Hormones are an influence, at best. And low testosterone may be found in PwMS because the body tries to regulate and thereby depletes testosterone. Administration may help a bit but it will be marginally. This matter needs a real change of thinking, decoupling all of us from old world thinking. This will be a challenge, not only for us as patients, but for the whole medical world.

https://www.geneuro.com/data/documents/ ... y-2017.pdf
There are two aspects to MS: inflammation and neurodegeneration. As you and others have elucidated, the inflammation might be caused by EBV infected B cells attacking various parts of the CNS. So you need to switch that off with a therapy like Alemtuzumab or HSCT, something that depletes B and maybe T and plasma cells too. But neurodegeneration persist through a number of mechanism.

It's not about hormones, necessarily, but high doses of certain hormones can have extremely strong neuroprotective effects, even if the underlying neurodegeneration is not caused by lack of those hormones. The exact mechanisms are unknown, but is partly due to strong anti oxidant activity as well as upregulation of pathways involved in neurogenesis and neuronal survival. Testosterone therapy (to levels far above natural) eliminated brain atrophy in a small clinical trial.

We can also use endothelin modulators to fix the vascular component of MS. There is a particularly strong compound I am thinking of here. We need trials of things like nerve growth factor brain implants too.

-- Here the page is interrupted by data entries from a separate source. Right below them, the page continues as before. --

use std::collections::BTreeMap;
use std::fmt::Display;

use crate::error::DecodeErrorKind;
use crate::message::{Message, ValidityTime};

/// Backward counter steps smaller than this are out of sequence messages, larger ones a
/// device reboot. 100 messages is half a second at 200Hz.
pub const REBOOT_THRESHOLD: u32 = 100;

/// Validity time steps, in 100us units, expected between consecutive messages at 200Hz.
pub const EXPECTED_CADENCE: [u32; 2] = [50, 51];

/// Aggregate statistics over a sequence of decoded messages.
///
/// Counter continuity and cadence are checked between consecutive valid messages only.
#[derive(Debug, Default, Clone, PartialEq, Eq)]
#[cfg_attr(feature = "serde", derive(serde::Serialize, serde::Deserialize))]
pub struct Summary {
    pub total: usize,
    pub valid: usize,
    pub invalid: usize,
    /// Count of messages having each kind of error. A message with several errors is
    /// counted once per kind.
    pub errors: BTreeMap<DecodeErrorKind, usize>,
    /// Forward counter jumps of more than one.
    pub gap_events: usize,
    /// Total messages missing across all gaps.
    pub dropped: u64,
    /// Messages repeating the previous counter.
    pub duplicates: usize,
    /// Messages whose counter went back by less than [REBOOT_THRESHOLD].
    pub out_of_sequence: usize,
    /// Messages whose counter went back by [REBOOT_THRESHOLD] or more.
    pub reboots: usize,
    /// Validity time steps other than [EXPECTED_CADENCE].
    pub cadence_anomalies: usize,
    pub first_counter: Option<u32>,
    pub last_counter: Option<u32>,
    pub first_time: Option<ValidityTime>,
    pub last_time: Option<ValidityTime>,
    /// Valid messages carrying a position block.
    pub position_fixes: usize,
    #[cfg_attr(feature = "serde", serde(skip))]
    prior: Option<(u32, ValidityTime)>,
}

impl Summary {
    pub fn add(&mut self, msg: &Message) {
        self.total += 1;

        let mut kinds: Vec<DecodeErrorKind> = msg.errors.iter().map(|e| e.kind()).collect();
        kinds.sort_unstable();
        kinds.dedup();
        for kind in kinds {
            *self.errors.entry(kind).or_default() += 1;
        }

        if !msg.valid {
            self.invalid += 1;
            return;
        }
        self.valid += 1;

        if self.first_counter.is_none() {
            self.first_counter = Some(msg.counter);
            self.first_time = Some(msg.validity_time);
        }
        self.last_counter = Some(msg.counter);
        self.last_time = Some(msg.validity_time);
        if msg.has_position() {
            self.position_fixes += 1;
        }

        if let Some((counter, time)) = self.prior {
            self.check_counter(counter, msg.counter);
            let step = msg.validity_time.0.wrapping_sub(time.0);
            if !EXPECTED_CADENCE.contains(&step) {
                self.cadence_anomalies += 1;
            }
        }
        self.prior = Some((msg.counter, msg.validity_time));
    }

    fn check_counter(&mut self, prior: u32, counter: u32) {
        let step = counter.wrapping_sub(prior);
        if step == 1 {
            return;
        }
        if step == 0 {
            self.duplicates += 1;
        } else if step > u32::MAX / 2 {
            if prior.wrapping_sub(counter) < REBOOT_THRESHOLD {
                self.out_of_sequence += 1;
            } else {
                self.reboots += 1;
            }
        } else {
            self.gap_events += 1;
            self.dropped += u64::from(step - 1);
        }
    }
}

impl<'a> Extend<&'a Message> for Summary {
    fn extend<T: IntoIterator<Item = &'a Message>>(&mut self, iter: T) {
        for msg in iter {
            self.add(msg);
        }
    }
}

impl Display for Summary {
    fn fmt(&self, f: &mut std::fmt::Formatter<'_>) -> std::fmt::Result {
        fn opt<T: Display>(v: Option<T>) -> String {
            v.map_or_else(|| "-".to_string(), |v| v.to_string())
        }
        writeln!(f, "messages:        {}", self.total)?;
        writeln!(f, "  valid:         {}", self.valid)?;
        writeln!(f, "  invalid:       {}", self.invalid)?;
        for (kind, count) in &self.errors {
            writeln!(f, "    {kind}: {count}")?;
        }
        writeln!(f, "gaps:            {} ({} missing)", self.gap_events, self.dropped)?;
        writeln!(f, "duplicates:      {}", self.duplicates)?;
        writeln!(f, "out of sequence: {}", self.out_of_sequence)?;
        writeln!(f, "reboots:         {}", self.reboots)?;
        writeln!(f, "cadence:         {}", self.cadence_anomalies)?;
        writeln!(
            f,
            "counters:        {} .. {}",
            opt(self.first_counter),
            opt(self.last_counter)
        )?;
        writeln!(
            f,
            "validity times:  {} .. {}",
            opt(self.first_time),
            opt(self.last_time)
        )?;
        write!(f, "position fixes:  {}", self.position_fixes)
    }
}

I'm reading that document you linked, it's very interesting. But I think there are hugely positive things we can do with existing compounds that upregulate key factors involved in vascular and neural growth and survival, and key to that is hormones like estradiol and testosterone, and even things like IGF-1, HGH, etc.

How long until we can get access to GNbAC1?

Edit: I've also been thinking about intravenous ATP supplementation. This has been proven to relieve fatigue in cancer patients. If ATP production failure is part of MS why can't that be solved by intravenous ATP supplementation?